Work to be completed
The required result is every line of the records that includes "SqlitePoolOptions".

START Supplied records

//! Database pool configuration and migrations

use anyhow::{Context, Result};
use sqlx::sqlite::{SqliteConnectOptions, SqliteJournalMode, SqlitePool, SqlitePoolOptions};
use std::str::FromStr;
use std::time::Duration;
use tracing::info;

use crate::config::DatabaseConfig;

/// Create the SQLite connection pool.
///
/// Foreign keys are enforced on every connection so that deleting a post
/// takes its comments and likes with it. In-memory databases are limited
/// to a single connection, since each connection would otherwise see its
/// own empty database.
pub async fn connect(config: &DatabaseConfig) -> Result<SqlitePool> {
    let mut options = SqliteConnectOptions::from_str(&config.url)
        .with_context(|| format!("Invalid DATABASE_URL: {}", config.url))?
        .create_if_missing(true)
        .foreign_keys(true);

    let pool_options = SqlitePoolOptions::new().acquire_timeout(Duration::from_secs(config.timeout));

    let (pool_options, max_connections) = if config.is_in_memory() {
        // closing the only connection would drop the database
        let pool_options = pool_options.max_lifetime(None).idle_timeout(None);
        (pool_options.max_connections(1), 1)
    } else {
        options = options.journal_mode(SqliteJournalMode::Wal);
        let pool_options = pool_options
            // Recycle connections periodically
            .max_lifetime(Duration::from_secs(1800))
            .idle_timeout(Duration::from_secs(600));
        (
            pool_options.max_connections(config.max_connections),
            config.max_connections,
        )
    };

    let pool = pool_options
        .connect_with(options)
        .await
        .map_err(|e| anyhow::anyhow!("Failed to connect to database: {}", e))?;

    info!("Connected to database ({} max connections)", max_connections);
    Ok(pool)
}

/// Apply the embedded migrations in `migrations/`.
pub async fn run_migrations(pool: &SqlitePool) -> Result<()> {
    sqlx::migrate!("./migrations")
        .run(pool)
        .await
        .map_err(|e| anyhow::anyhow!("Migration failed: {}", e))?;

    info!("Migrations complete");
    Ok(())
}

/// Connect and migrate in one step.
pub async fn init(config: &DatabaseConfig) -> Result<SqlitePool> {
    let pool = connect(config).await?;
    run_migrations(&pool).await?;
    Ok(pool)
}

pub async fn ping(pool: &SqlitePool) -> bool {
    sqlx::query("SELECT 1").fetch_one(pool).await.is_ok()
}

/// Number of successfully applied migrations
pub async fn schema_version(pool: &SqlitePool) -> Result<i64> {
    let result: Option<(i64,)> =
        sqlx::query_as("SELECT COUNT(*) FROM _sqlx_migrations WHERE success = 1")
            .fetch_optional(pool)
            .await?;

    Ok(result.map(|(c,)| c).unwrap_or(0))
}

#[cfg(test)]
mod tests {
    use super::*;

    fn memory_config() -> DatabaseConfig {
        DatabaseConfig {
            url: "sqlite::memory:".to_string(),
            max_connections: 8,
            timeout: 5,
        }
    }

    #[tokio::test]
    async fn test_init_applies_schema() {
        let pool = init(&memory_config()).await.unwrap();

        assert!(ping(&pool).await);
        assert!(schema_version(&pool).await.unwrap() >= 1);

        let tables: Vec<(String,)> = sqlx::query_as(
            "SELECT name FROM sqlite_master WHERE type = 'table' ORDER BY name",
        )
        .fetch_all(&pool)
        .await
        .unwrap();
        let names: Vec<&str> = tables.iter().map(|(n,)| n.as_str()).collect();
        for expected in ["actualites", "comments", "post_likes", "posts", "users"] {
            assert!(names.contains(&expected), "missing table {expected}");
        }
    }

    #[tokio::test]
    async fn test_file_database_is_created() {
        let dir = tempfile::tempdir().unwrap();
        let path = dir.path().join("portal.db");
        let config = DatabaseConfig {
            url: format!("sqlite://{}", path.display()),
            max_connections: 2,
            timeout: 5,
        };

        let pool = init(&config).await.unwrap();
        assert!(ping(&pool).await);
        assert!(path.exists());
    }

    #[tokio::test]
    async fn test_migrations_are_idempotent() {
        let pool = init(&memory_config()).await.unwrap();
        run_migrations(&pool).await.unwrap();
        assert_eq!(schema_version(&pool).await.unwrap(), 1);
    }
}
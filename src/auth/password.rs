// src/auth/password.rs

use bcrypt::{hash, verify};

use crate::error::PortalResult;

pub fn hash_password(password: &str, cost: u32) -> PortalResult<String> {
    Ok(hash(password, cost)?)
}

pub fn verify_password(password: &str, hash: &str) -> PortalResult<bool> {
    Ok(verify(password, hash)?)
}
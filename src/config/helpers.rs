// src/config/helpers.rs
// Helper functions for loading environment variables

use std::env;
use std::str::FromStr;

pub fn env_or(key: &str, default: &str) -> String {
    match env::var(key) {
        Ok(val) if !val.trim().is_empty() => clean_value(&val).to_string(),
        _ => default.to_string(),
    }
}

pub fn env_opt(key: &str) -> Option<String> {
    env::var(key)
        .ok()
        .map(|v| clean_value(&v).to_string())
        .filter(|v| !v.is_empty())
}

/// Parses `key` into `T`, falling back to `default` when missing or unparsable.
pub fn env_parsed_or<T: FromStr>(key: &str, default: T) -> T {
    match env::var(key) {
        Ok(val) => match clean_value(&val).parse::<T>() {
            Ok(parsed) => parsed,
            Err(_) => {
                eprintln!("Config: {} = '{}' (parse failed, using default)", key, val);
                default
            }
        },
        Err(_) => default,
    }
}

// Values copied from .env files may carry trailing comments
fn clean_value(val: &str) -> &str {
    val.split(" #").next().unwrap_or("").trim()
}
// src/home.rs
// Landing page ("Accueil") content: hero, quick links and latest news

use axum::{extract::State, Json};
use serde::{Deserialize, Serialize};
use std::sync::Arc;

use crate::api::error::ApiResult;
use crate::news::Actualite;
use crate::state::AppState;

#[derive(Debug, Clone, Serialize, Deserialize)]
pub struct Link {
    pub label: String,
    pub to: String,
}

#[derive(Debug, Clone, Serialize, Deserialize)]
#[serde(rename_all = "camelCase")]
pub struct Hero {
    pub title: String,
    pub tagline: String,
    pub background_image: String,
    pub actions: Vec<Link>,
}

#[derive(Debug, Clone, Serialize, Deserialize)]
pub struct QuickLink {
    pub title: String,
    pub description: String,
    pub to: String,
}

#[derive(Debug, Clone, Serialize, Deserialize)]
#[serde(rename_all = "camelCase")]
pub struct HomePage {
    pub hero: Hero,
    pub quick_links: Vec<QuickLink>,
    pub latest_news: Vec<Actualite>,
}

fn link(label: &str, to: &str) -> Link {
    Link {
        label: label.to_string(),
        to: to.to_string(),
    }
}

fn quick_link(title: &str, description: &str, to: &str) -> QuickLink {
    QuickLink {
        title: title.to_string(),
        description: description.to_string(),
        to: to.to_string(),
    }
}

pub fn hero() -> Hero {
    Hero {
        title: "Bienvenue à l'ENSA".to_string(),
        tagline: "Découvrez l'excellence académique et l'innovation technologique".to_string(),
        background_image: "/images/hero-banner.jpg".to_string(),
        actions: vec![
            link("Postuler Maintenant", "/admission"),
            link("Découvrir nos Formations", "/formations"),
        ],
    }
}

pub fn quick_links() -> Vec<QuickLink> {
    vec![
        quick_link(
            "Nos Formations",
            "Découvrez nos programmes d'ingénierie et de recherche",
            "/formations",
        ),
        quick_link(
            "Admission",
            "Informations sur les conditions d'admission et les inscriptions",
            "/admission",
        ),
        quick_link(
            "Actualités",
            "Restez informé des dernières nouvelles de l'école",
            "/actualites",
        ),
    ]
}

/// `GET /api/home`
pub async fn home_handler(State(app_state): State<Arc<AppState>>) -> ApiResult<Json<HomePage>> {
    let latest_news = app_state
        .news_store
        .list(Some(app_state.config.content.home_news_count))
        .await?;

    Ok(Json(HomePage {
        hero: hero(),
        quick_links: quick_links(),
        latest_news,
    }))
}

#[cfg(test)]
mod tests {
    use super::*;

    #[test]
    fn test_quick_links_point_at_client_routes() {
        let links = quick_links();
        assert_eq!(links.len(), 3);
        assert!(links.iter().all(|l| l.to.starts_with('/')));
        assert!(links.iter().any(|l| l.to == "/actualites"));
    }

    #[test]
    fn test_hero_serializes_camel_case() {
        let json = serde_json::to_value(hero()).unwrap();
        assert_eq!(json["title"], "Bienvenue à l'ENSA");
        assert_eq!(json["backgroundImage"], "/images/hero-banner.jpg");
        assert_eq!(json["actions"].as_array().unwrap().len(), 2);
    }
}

END Supplied records

Answer to this exercise
use sqlx::sqlite::{SqliteConnectOptions, SqliteJournalMode, SqlitePool, SqlitePoolOptions};
    let pool_options = SqlitePoolOptions::new().acquire_timeout(Duration::from_secs(config.timeout));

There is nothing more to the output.